The aftershocks of 9/11 have generated a bizarre collective amnesia.

Strangely, both the media and the public rarely mention some of the most important aftershocks in the decade since 9/11. Here are some representative examples of landmark events that to this day remain mostly undiscussed.

1. No more falling skyscrapers? Few imagined that the United States could go an entire decade without another major terrorist attack — other than freelancing jihadists’ killing members of the American armed forces. Almost monthly, U.S. authorities have thwarted serial attempts to cause mayhem on airliners, bridges, city squares, shopping malls, and high-rises.
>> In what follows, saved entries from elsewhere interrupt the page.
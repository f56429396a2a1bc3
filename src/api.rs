//! High-level API for comparing two representations
//!
//! This module bundles the individual similarity measures behind a builder
//! that runs several of them over one pair of feature matrices.
//!
//! # Quick Start
//!
//! ```rust,no_run
//! use repsim::api::Comparison;
//! use repsim::core::Metric;
//!
//! # fn main() -> Result<(), Box<dyn std::error::Error>> {
//! let report = Comparison::new()
//!     .with_debiased(true)
//!     .with_rbf_threshold(0.5)
//!     .compare_files("layer3.csv", "layer4.csv")?;
//!
//! println!("Linear CKA: {:.3}", report.get(Metric::LinearCka).unwrap_or(f64::NAN));
//! # Ok(())
//! # }
//! ```

use crate::cca::cca;
use crate::cka::{cka, feature_space_linear_cka, kernel_cka};
use crate::core::{ComparisonConfig, Estimator, Metric, Result, SimilarityError};
use crate::data::CSVFeatures;
use crate::kernel::{linear_kernel, RBFKernel};
use crate::utils::validation;
use log::{debug, info, warn};
use ndarray::{ArrayBase, Data, Ix2};
use serde::{Deserialize, Serialize};
use std::path::Path;

/// Below this many examples debiased scores are dominated by sampling noise
const SMALL_SAMPLE_WARNING: usize = 10;

/// Builder for a multi-metric comparison
#[derive(Debug, Clone, Default)]
pub struct Comparison {
    config: ComparisonConfig,
}

impl Comparison {
    /// Create a comparison with the default configuration
    /// (biased estimator, RBF threshold 1.0, every metric)
    pub fn new() -> Self {
        Self::default()
    }

    /// Create a comparison from an explicit configuration
    pub fn with_config(config: ComparisonConfig) -> Self {
        Self { config }
    }

    /// Set the HSIC estimator used by every CKA metric
    pub fn with_estimator(mut self, estimator: Estimator) -> Self {
        self.config.estimator = estimator;
        self
    }

    /// Shorthand for `with_estimator(Estimator::from_debiased(debiased))`
    pub fn with_debiased(self, debiased: bool) -> Self {
        self.with_estimator(Estimator::from_debiased(debiased))
    }

    /// Set the RBF bandwidth threshold
    pub fn with_rbf_threshold(mut self, threshold: f64) -> Self {
        self.config.rbf_threshold = threshold;
        self
    }

    /// Restrict the metrics to compute
    pub fn with_metrics(mut self, metrics: &[Metric]) -> Self {
        self.config.metrics = metrics.to_vec();
        self
    }

    /// Current configuration
    pub fn config(&self) -> &ComparisonConfig {
        &self.config
    }

    /// Compute every configured metric for `features_x` against `features_y`
    ///
    /// Rows of the two matrices must describe the same examples in the same
    /// order. The first failing metric aborts the comparison.
    pub fn compare<S1, S2>(
        &self,
        features_x: &ArrayBase<S1, Ix2>,
        features_y: &ArrayBase<S2, Ix2>,
    ) -> Result<SimilarityReport>
    where
        S1: Data<Elem = f64>,
        S2: Data<Elem = f64>,
    {
        let (x, y) = (features_x.view(), features_y.view());
        validation::ensure_same_examples(&x, &y)?;
        if self.config.metrics.is_empty() {
            return Err(SimilarityError::InvalidParameter(
                "At least one metric must be requested".to_string(),
            ));
        }

        let debiased = self.config.estimator.is_unbiased();
        let n = x.nrows();
        if debiased && n < SMALL_SAMPLE_WARNING {
            warn!("Debiased estimates from only {n} examples are dominated by sampling noise");
        }
        info!(
            "Comparing representations: n={n}, dx={}, dy={}, estimator={:?}",
            x.ncols(),
            y.ncols(),
            self.config.estimator
        );

        let mut scores = Vec::with_capacity(self.config.metrics.len());
        for &metric in &self.config.metrics {
            let value = match metric {
                Metric::LinearCka => cka(&linear_kernel(&x)?, &linear_kernel(&y)?, debiased)?,
                Metric::RbfCka => {
                    let kernel = RBFKernel::new(self.config.rbf_threshold)?;
                    kernel_cka(&kernel, &x, &y, debiased)?
                }
                Metric::FeatureSpaceLinearCka => feature_space_linear_cka(&x, &y, debiased)?,
                Metric::Cca => cca(&x, &y)?,
            };
            debug!("{}: {value:.6}", metric.label());
            scores.push(MetricScore { metric, value });
        }

        Ok(SimilarityReport {
            n_examples: n,
            features_x: x.ncols(),
            features_y: y.ncols(),
            estimator: self.config.estimator,
            rbf_threshold: self.config.rbf_threshold,
            scores,
        })
    }

    /// Load both matrices from CSV files and compare them
    pub fn compare_files<P1: AsRef<Path>, P2: AsRef<Path>>(
        &self,
        path_x: P1,
        path_y: P2,
    ) -> Result<SimilarityReport> {
        let x = CSVFeatures::from_file(path_x)?;
        let y = CSVFeatures::from_file(path_y)?;
        self.compare(x.matrix(), y.matrix())
    }
}

/// One computed score
#[derive(Debug, Clone, Copy, PartialEq, Serialize, Deserialize)]
pub struct MetricScore {
    pub metric: Metric,
    pub value: f64,
}

/// Scores for one pair of representations plus the settings that produced them
#[derive(Debug, Clone, PartialEq, Serialize, Deserialize)]
pub struct SimilarityReport {
    pub n_examples: usize,
    pub features_x: usize,
    pub features_y: usize,
    pub estimator: Estimator,
    pub rbf_threshold: f64,
    pub scores: Vec<MetricScore>,
}

impl SimilarityReport {
    /// Score for a metric, if it was computed
    pub fn get(&self, metric: Metric) -> Option<f64> {
        self.scores
            .iter()
            .find(|score| score.metric == metric)
            .map(|score| score.value)
    }

    /// Pretty-printed JSON
    pub fn to_json(&self) -> Result<String> {
        serde_json::to_string_pretty(self)
            .map_err(|e| SimilarityError::SerializationError(e.to_string()))
    }

    /// Print a human readable summary to stdout
    pub fn print_summary(&self) {
        println!("=== Representation Similarity ===");
        println!("Examples: {}", self.n_examples);
        println!("Features: {} vs {}", self.features_x, self.features_y);
        println!("Estimator: {:?}", self.estimator);
        if self.get(Metric::RbfCka).is_some() {
            println!("RBF threshold: {}", self.rbf_threshold);
        }
        println!("Scores:");
        for score in &self.scores {
            println!("  {:<26} {:.6}", score.metric.label(), score.value);
        }
    }
}

/// Convenience functions for one-off comparisons
pub mod quick {
    use super::*;

    /// Biased linear CKA, computed in feature space
    pub fn linear_cka<S1, S2>(x: &ArrayBase<S1, Ix2>, y: &ArrayBase<S2, Ix2>) -> Result<f64>
    where
        S1: Data<Elem = f64>,
        S2: Data<Elem = f64>,
    {
        feature_space_linear_cka(x, y, false)
    }

    /// Debiased linear CKA, computed in feature space
    pub fn debiased_linear_cka<S1, S2>(
        x: &ArrayBase<S1, Ix2>,
        y: &ArrayBase<S2, Ix2>,
    ) -> Result<f64>
    where
        S1: Data<Elem = f64>,
        S2: Data<Elem = f64>,
    {
        feature_space_linear_cka(x, y, true)
    }

    /// Biased RBF CKA with the given threshold
    pub fn rbf_cka<S1, S2>(x: &ArrayBase<S1, Ix2>, y: &ArrayBase<S2, Ix2>, threshold: f64) -> Result<f64>
    where
        S1: Data<Elem = f64>,
        S2: Data<Elem = f64>,
    {
        kernel_cka(&RBFKernel::new(threshold)?, x, y, false)
    }

    /// Mean squared canonical correlation
    pub fn cca<S1, S2>(x: &ArrayBase<S1, Ix2>, y: &ArrayBase<S2, Ix2>) -> Result<f64>
    where
        S1: Data<Elem = f64>,
        S2: Data<Elem = f64>,
    {
        crate::cca::cca(x, y)
    }

    /// Every metric with default settings
    pub fn compare_all<S1, S2>(
        x: &ArrayBase<S1, Ix2>,
        y: &ArrayBase<S2, Ix2>,
    ) -> Result<SimilarityReport>
    where
        S1: Data<Elem = f64>,
        S2: Data<Elem = f64>,
    {
        Comparison::new().compare(x, y)
    }
}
It was almost as if the more we caricatured the often silly security measures at the airport, blasted Guantanamo Bay, and ridiculed renditions, the more we assumed that our security, initially thought permanently imperiled (“not if, but when”), was once again our birthright. Someone somewhere did something that kept us safe, but we were strangely afraid to acknowledge that there was any utility in the very protocols and foreign operations that had weakened our enemies to the point of an inability to replicate 9/11. If immediately after the attacks in New York and Washington we accepted that the old security was no longer possible, soon thereafter we started assuming not only that it was natural, but that, in organic fashion, it had reappeared through spontaneous regeneration.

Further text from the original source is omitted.